Assigned task ▸
Please quote exactly the opening lines of the data, from the first line to the one where "on an already" appears.

Stored data entries:
■ ■ ■ ■ ■ ■ ■

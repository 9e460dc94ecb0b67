//! Streamable HTTP host for the MCP server.
//!
//! Every MCP session gets a clone of the same [`BitpinServer`], so sessions
//! share one connection pool and one token pair.

use std::net::SocketAddr;

use rmcp::transport::streamable_http_server::{
    session::local::LocalSessionManager, StreamableHttpServerConfig, StreamableHttpService,
};
use tokio::net::TcpListener;

use crate::mcp::BitpinServer;

/// Path the MCP endpoint is mounted at.
pub const MCP_PATH: &str = "/mcp";

/// Build the axum router exposing `server` at [`MCP_PATH`].
pub fn router(server: BitpinServer) -> axum::Router {
    let service = StreamableHttpService::new(
        move || Ok(server.clone()),
        LocalSessionManager::default().into(),
        StreamableHttpServerConfig::default(),
    );

    axum::Router::new().nest_service(MCP_PATH, service)
}

/// Serve `server` on an already bound listener until `shutdown` resolves.
pub async fn serve<F>(
    server: BitpinServer,
    listener: TcpListener,
    shutdown: F,
) -> std::io::Result<()>
where
    F: std::future::Future<Output = ()> + Send + 'static,
{
    let addr = listener.local_addr()?;
    tracing::info!(%addr, path = MCP_PATH, "MCP HTTP endpoint listening");

    axum::serve(listener, router(server)).with_graceful_shutdown(shutdown).await
}

/// Bind `addr` and serve until Ctrl-C.
pub async fn run(server: BitpinServer, addr: SocketAddr) -> std::io::Result<()> {
    let listener = TcpListener::bind(addr).await?;

    serve(server, listener, async {
        match tokio::signal::ctrl_c().await {
            Ok(()) => tracing::info!("Shutting down MCP HTTP endpoint"),
            Err(e) => {
                tracing::error!(error = %e, "Failed to listen for shutdown signal");
                std::future::pending::<()>().await;
            }
        }
    })
    .await
}
//! Bearer token lifecycle.
//!
//! [`TokenManager::ensure_valid_token`] hands out an access token that is
//! valid now, authenticating with the API key pair on first use and
//! refreshing once the token enters the safety margin before expiry. The
//! token pair sits behind one async mutex held across the exchange, so
//! concurrent callers wait for a single in-flight authenticate or refresh
//! instead of each issuing their own.

use std::{
    sync::Arc,
    time::{Duration, Instant},
};

use reqwest::Method;
use serde::de::DeserializeOwned;
use tokio::sync::Mutex;
use tracing::{debug, info, warn};

use crate::{
    bitpin::{
        clock::Clock,
        transport::{decode_json, ApiRequest, Transport},
    },
    config::Credentials,
    error::{AppError, Result},
    types::{AuthenticateRequest, RefreshRequest, RefreshResponse, TokenResponse},
};

/// Lifetime assumed for each access token from the moment it is issued.
pub const TOKEN_VALIDITY: Duration = Duration::from_secs(13 * 60);

/// Tokens closer than this to expiry are refreshed before use.
pub const REFRESH_MARGIN: Duration = Duration::from_secs(30);

const AUTHENTICATE_PATH: &str = "usr/authenticate/";
const REFRESH_PATH: &str = "usr/refresh_token/";

/// Access/refresh pair currently held.
struct TokenPair {
    access: String,
    refresh: String,
    expires_at: Instant,
}

impl TokenPair {
    fn needs_refresh(&self, now: Instant, margin: Duration) -> bool {
        now + margin >= self.expires_at
    }
}

/// Owns the token pair and decides when to authenticate or refresh.
pub struct TokenManager {
    transport: Transport,
    credentials: Credentials,
    clock: Arc<dyn Clock>,
    validity: Duration,
    margin: Duration,
    state: Mutex<Option<TokenPair>>,
}

impl std::fmt::Debug for TokenManager {
    fn fmt(&self, f: &mut std::fmt::Formatter<'_>) -> std::fmt::Result {
        f.debug_struct("TokenManager")
            .field("credentials", &self.credentials)
            .field("validity", &self.validity)
            .field("margin", &self.margin)
            .finish_non_exhaustive()
    }
}

impl TokenManager {
    /// Create a manager with an explicit time source.
    pub fn with_clock(
        transport: Transport,
        credentials: Credentials,
        clock: Arc<dyn Clock>,
    ) -> Self {
        Self {
            transport,
            credentials,
            clock,
            validity: TOKEN_VALIDITY,
            margin: REFRESH_MARGIN,
            state: Mutex::new(None),
        }
    }

    /// Return an access token valid now, authenticating or refreshing as needed.
    pub async fn ensure_valid_token(&self) -> Result<String> {
        let mut state = self.state.lock().await;
        let now = self.clock.now();

        match state.as_mut() {
            None => {
                let tokens = self.request_token_pair().await?;
                *state = Some(self.store_pair(tokens));
            }
            Some(pair) if pair.needs_refresh(now, self.margin) => {
                debug!("Access token expired or expiring, refreshing");
                match self.request_refresh(&pair.refresh).await {
                    Ok(refreshed) => {
                        pair.access = refreshed.access;
                        pair.expires_at = self.clock.now() + self.validity;
                        info!("Access token refreshed");
                    }
                    Err(err) => {
                        warn!(error = %err, "Token refresh failed, dropping token pair");
                        *state = None;
                        return Err(err);
                    }
                }
            }
            Some(_) => {}
        }

        state
            .as_ref()
            .map(|pair| pair.access.clone())
            .ok_or_else(|| AppError::Authentication("No access token available".into()))
    }

    /// Perform a full authenticate exchange and replace the held pair.
    pub async fn authenticate(&self) -> Result<TokenResponse> {
        let mut state = self.state.lock().await;
        let tokens = self.request_token_pair().await?;
        *state = Some(self.store_pair(tokens.clone()));
        Ok(tokens)
    }

    /// Exchange the held refresh token for a new access token.
    pub async fn refresh(&self) -> Result<RefreshResponse> {
        let mut state = self.state.lock().await;
        let pair = state.as_mut().ok_or_else(|| {
            AppError::Authentication("Cannot refresh before authenticating".into())
        })?;

        match self.request_refresh(&pair.refresh).await {
            Ok(refreshed) => {
                pair.access = refreshed.access.clone();
                pair.expires_at = self.clock.now() + self.validity;
                Ok(refreshed)
            }
            Err(err) => {
                warn!(error = %err, "Token refresh failed, dropping token pair");
                *state = None;
                Err(err)
            }
        }
    }

    /// Forget the held pair; the next call authenticates from scratch.
    pub async fn invalidate(&self) {
        *self.state.lock().await = None;
    }

    /// Drop the held pair if its access token is `access`.
    ///
    /// A pair obtained by another caller since `access` was handed out is kept.
    pub async fn reject(&self, access: &str) {
        let mut state = self.state.lock().await;

        if state.as_ref().is_some_and(|pair| pair.access == access) {
            warn!("Access token rejected upstream, dropping token pair");
            *state = None;
        }
    }

    /// Whether a token pair is currently held.
    pub async fn has_token(&self) -> bool {
        self.state.lock().await.is_some()
    }

    fn store_pair(&self, tokens: TokenResponse) -> TokenPair {
        info!(api_key = %self.credentials.api_key, "Authenticated with API key");
        TokenPair {
            access: tokens.access,
            refresh: tokens.refresh,
            expires_at: self.clock.now() + self.validity,
        }
    }

    async fn request_token_pair(&self) -> Result<TokenResponse> {
        let body = AuthenticateRequest {
            api_key: self.credentials.api_key.expose(),
            secret_key: self.credentials.api_secret.expose(),
        };
        let request =
            ApiRequest::new(Method::POST, AUTHENTICATE_PATH).json(&body)?.idempotent(true);

        self.exchange(request).await
    }

    async fn request_refresh(&self, refresh: &str) -> Result<RefreshResponse> {
        let request = ApiRequest::new(Method::POST, REFRESH_PATH)
            .json(&RefreshRequest { refresh })?
            .idempotent(true);

        self.exchange(request).await
    }

    async fn exchange<T: DeserializeOwned>(&self, request: ApiRequest) -> Result<T> {
        let response = self.transport.execute(&request, None).await.map_err(as_auth_error)?;
        decode_json(response).await.map_err(as_auth_error)
    }
}

/// Upstream rejections and undecodable token bodies are authentication failures.
fn as_auth_error(err: AppError) -> AppError {
    match err {
        AppError::Transport { status, reason } => {
            AppError::Authentication(format!("HTTP {}: {}", status, reason))
        }
        AppError::Decode(msg) => {
            AppError::Authentication(format!("Invalid token response {}", msg))
        }
        other => other,
    }
}

#[cfg(test)]
mod tests {
    use super::*;

    #[test]
    fn test_needs_refresh_boundaries() {
        let now = Instant::now();
        let pair = TokenPair {
            access: "a".into(),
            refresh: "r".into(),
            expires_at: now + Duration::from_secs(60),
        };

        assert!(!pair.needs_refresh(now, REFRESH_MARGIN));
        assert!(pair.needs_refresh(now + Duration::from_secs(30), REFRESH_MARGIN));
        assert!(pair.needs_refresh(now + Duration::from_secs(61), REFRESH_MARGIN));
        assert!(!pair.needs_refresh(now + Duration::from_secs(29), REFRESH_MARGIN));
    }

    #[test]
    fn test_rejections_become_authentication_errors() {
        let err = as_auth_error(AppError::Transport { status: 401, reason: "bad key".into() });
        assert!(matches!(err, AppError::Authentication(ref msg) if msg.contains("401")));

        let err = as_auth_error(AppError::Decode("at 'refresh': missing field".into()));
        assert!(matches!(err, AppError::Authentication(_)));

        let err = as_auth_error(AppError::Network("timed out".into()));
        assert!(matches!(err, AppError::Network(_)));
    }
}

■ ■ ■ ■ ■ ■ ■

Solution ▸
repository 9e460dc94ecb0b67
//! Streamable HTTP host for the MCP server.
//!
//! Every MCP session gets a clone of the same [`BitpinServer`], so sessions
//! share one connection pool and one token pair.

use std::net::SocketAddr;

use rmcp::transport::streamable_http_server::{
    session::local::LocalSessionManager, StreamableHttpServerConfig, StreamableHttpService,
};
use tokio::net::TcpListener;

use crate::mcp::BitpinServer;

/// Path the MCP endpoint is mounted at.
pub const MCP_PATH: &str = "/mcp";

/// Build the axum router exposing `server` at [`MCP_PATH`].
pub fn router(server: BitpinServer) -> axum::Router {
    let service = StreamableHttpService::new(
        move || Ok(server.clone()),
        LocalSessionManager::default().into(),
        StreamableHttpServerConfig::default(),
    );

    axum::Router::new().nest_service(MCP_PATH, service)
}

/// Serve `server` on an already bound listener until `shutdown` resolves.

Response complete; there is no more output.